Villa Rojas and his directors at the Chichén Itzá project agreed that Yaxuná, only about fifteen miles away, would be a good place to begin investigating the ancient road. He recruited a dozen local men to accompany him. One helped with making measurements, one looked after the two pack horses that carried supplies, and ten wielded machetes to clear a way through the dense forest and brush that entirely obscured their intended course. Provisions for the little expedition consisted of corn tortillas, pinole (roasted ground corn), and pozole (lye-soaked corn kernels), with ground squash seed and chile for seasonings.
Villa Rojas found Yaxuná, a substantial city in ancient times, badly stone-robbed and in a state of extreme ruin, with only a few walls standing. He located a small mound where a sacbe seemed to begin, determined that its course headed a few degrees north of due east, and began measuring as he followed the clearing crew.
The explorers found themselves walking the ruins of a raised highway, thirty feet wide, straight and level, once smoothly paved. Not exactly an autopista, in truth, because there were no autos when it was built. Or wheels. But no one would build anything like it in Yucatán again for more than a thousand years.

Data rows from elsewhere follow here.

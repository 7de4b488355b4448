use std::io::Write;
use std::sync::Arc;
use std::time::Duration;

use codeqa_llm::RetryPolicy;
use codeqa_llm::mock::MockProvider;
use codeqa_rag::{
    CallPolicy, CodeAssistant, CodeIndexer, CodeRetriever, EmbeddingClient, IndexerConfig,
    JsonLinesCorpus, RagError, RequestScope, ResponseGenerator, ServiceErrorKind, StaticCorpus,
    VectorIndex,
};
use codeqa_store::{InMemoryVectorStore, Metric, VectorStore};

const FOO: &str = "def foo(): pass";
const ADD: &str = "def add(a,b): return a+b";
const QUERY: &str = "how do I add two numbers?";

struct Pipeline {
    indexer: CodeIndexer<MockProvider>,
    assistant: CodeAssistant<MockProvider>,
    index: VectorIndex,
}

fn pipeline(provider: MockProvider, timeout: Duration) -> Pipeline {
    let policy = CallPolicy::new(
        timeout,
        RetryPolicy {
            max_attempts: 2,
            base_delay: Duration::from_millis(1),
            max_delay: Duration::from_millis(2),
            jitter: true,
            overall_timeout: Some(Duration::from_secs(5)),
        },
    );
    let provider = Arc::new(provider);
    let store: Arc<dyn VectorStore> = Arc::new(InMemoryVectorStore::new());
    let index = VectorIndex::new(store, "code-assistant", 3, Metric::Cosine)
        .with_policy(policy.clone());
    let embedder = EmbeddingClient::new(Arc::clone(&provider), 3).with_policy(policy.clone());

    Pipeline {
        indexer: CodeIndexer::new(embedder.clone(), index.clone(), IndexerConfig::default()),
        assistant: CodeAssistant::new(
            CodeRetriever::new(embedder, index.clone()),
            ResponseGenerator::new(provider).with_policy(policy),
        ),
        index,
    }
}

fn provider() -> MockProvider {
    MockProvider::with_responses(vec!["Use `add(a, b)`.".into()])
        .with_embedding(vec![0.0, 0.0, 1.0])
        .with_embedding_for(FOO, vec![1.0, 0.0, 0.0])
        .with_embedding_for(ADD, vec![0.0, 1.0, 0.0])
        .with_embedding_for(QUERY, vec![0.1, 0.9, 0.0])
}

#[tokio::test]
async fn index_then_answer_uses_closest_snippet() {
    let mock = provider();
    let p = pipeline(mock.clone(), Duration::from_secs(1));
    let scope = RequestScope::new();

    let report = p
        .indexer
        .load_and_index(&scope, &StaticCorpus::from_code([FOO, ADD]), None)
        .await
        .unwrap();
    assert_eq!(report.indexed, 2);

    let top = p
        .assistant
        .retriever()
        .semantic_search(&scope, QUERY, 1)
        .await
        .unwrap();
    assert_eq!(top, vec![ADD.to_owned()]);

    let answer = p.assistant.answer(&scope, QUERY).await.unwrap();
    assert_eq!(answer, "Use `add(a, b)`.");

    let chats = mock.recorded_chats();
    let prompt = &chats.last().unwrap()[1].content;
    assert!(prompt.starts_with(&format!("Context:\n{ADD}\n{FOO}")), "{prompt}");
    assert!(prompt.ends_with(&format!("Query: {QUERY}\n\nResponse:")));
}

#[tokio::test]
async fn empty_collection_answers_with_empty_context() {
    let mock = provider();
    let p = pipeline(mock.clone(), Duration::from_secs(1));
    let scope = RequestScope::new();
    p.index.ensure_collection(&scope).await.unwrap();

    let hits = p
        .assistant
        .retriever()
        .semantic_search(&scope, "anything", 3)
        .await
        .unwrap();
    assert!(hits.is_empty());

    let answer = p.assistant.answer(&scope, "anything").await.unwrap();
    assert!(!answer.is_empty());
    let prompt = &mock.recorded_chats()[0][1].content;
    assert!(prompt.starts_with("Context:\n\n\nQuery: anything"));
}

#[tokio::test]
async fn jsonl_reindex_is_idempotent() {
    let mut file = tempfile::NamedTempFile::new().unwrap();
    writeln!(file, r#"{{"code": "{FOO}", "func_name": "foo"}}"#).unwrap();
    writeln!(file, r#"{{"code": "{ADD}", "func_name": "add"}}"#).unwrap();
    writeln!(file, r#"{{"code": "{FOO}", "func_name": "foo"}}"#).unwrap();

    let p = pipeline(provider(), Duration::from_secs(1));
    let scope = RequestScope::new();
    let corpus = JsonLinesCorpus::new(file.path());

    let first = p.indexer.load_and_index(&scope, &corpus, None).await.unwrap();
    let second = p.indexer.load_and_index(&scope, &corpus, None).await.unwrap();
    assert_eq!(first.indexed, 3);
    assert_eq!(second.indexed, 3);
    assert_eq!(p.index.count(&scope).await.unwrap(), 2);

    let ctx = p
        .assistant
        .answer_with_context(&scope, QUERY)
        .await
        .unwrap()
        .context;
    assert_eq!(ctx[0].metadata["func_name"], "add");
}

#[tokio::test]
async fn slow_embedding_surfaces_timeout() {
    let p = pipeline(provider().with_delay(2_000), Duration::from_millis(30));
    let err = p
        .assistant
        .answer(&RequestScope::new(), QUERY)
        .await
        .unwrap_err();
    assert_eq!(err.service_kind(), Some(ServiceErrorKind::Timeout), "{err}");
}

#[tokio::test]
async fn request_deadline_bounds_the_whole_answer() {
    let p = pipeline(provider().with_delay(2_000), Duration::from_secs(30));
    let started = std::time::Instant::now();
    let err = p
        .assistant
        .answer(&RequestScope::with_timeout(Duration::from_millis(50)), QUERY)
        .await
        .unwrap_err();
    assert_eq!(err.service_kind(), Some(ServiceErrorKind::Timeout), "{err}");
    assert!(started.elapsed() < Duration::from_secs(2));
}

#[tokio::test]
async fn cancelling_scope_stops_in_flight_answer() {
    let p = pipeline(provider().with_delay(5_000), Duration::from_secs(30));
    let scope = RequestScope::new();
    let canceller = scope.clone();
    tokio::spawn(async move {
        tokio::time::sleep(Duration::from_millis(20)).await;
        canceller.cancel();
    });

    let err = p.assistant.answer(&scope, QUERY).await.unwrap_err();
    assert_eq!(err.service_kind(), Some(ServiceErrorKind::Cancelled));
}

#[tokio::test]
async fn auth_failure_is_not_retried() {
    let mock = provider().with_auth_failure();
    let p = pipeline(mock.clone(), Duration::from_secs(1));
    let err = p
        .assistant
        .answer(&RequestScope::new(), QUERY)
        .await
        .unwrap_err();
    assert!(matches!(
        err,
        RagError::Service {
            kind: ServiceErrorKind::Auth,
            ..
        }
    ));
    assert_eq!(mock.embed_calls(), 1);
}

Villa Rojas found that the sacbe ran eastward in perfectly straight segments, making several small changes in direction as it passed the sites of four or five ancient towns. It continued nearly level across natural rises and depressions, reaching an elevation of some eight feet as it crossed one low place at about its midpoint. It passed several adjacent structures, ramps, and platforms. The explorers were puzzled to find ramparts at many points, extending across the road and sometimes for a considerable distance on both sides. Twenty miles from Yaxuná, they were astonished to find a road roller, a polished stone cylinder twelve feet long and two feet in diameter, estimated to weigh five tons.
Stones taken to be distance markers appeared at regular intervals. Near the eastern end, Villa Rojas found several carved stones, each about 30 inches high and 20 inches wide. Although badly eroded, the inscriptions seemed to be similar, and what little could later be read includes numbers — probably dates — and one glyph interpreted as sak-bi-hi, the word “sacbe” in the Ch’olan language of Classic times.
After twenty days’ work, the explorers had mapped a ruined sixty-mile-long raised highway. They entered the ruins of the great city of Cobá, passed over a small pyramid, and reached its eastern terminus at a large plaza in front of the site’s largest pyramid, the eighty-foot-high Nohoch Mul.
In construction, the sacbe is like a long platform. Side retaining walls of roughly dressed stone enclose a roadbed filled with uncut boulders, leveled with gravel, and paved with liberal quantities of sascab — powdered limestone, a natural cement that hardens with water and pressure. The roadbed is higher in its center to allow drainage, and in some places the builders applied a finishing coat of smooth lime stucco. Lime cement, of which few traces remain, held the side walls together. Villa Rojas observed that many of the dressed stones had been taken away for use in more recent walls and buildings. He found evidence of quarries near the sacbe, doubtless the sources of construction material.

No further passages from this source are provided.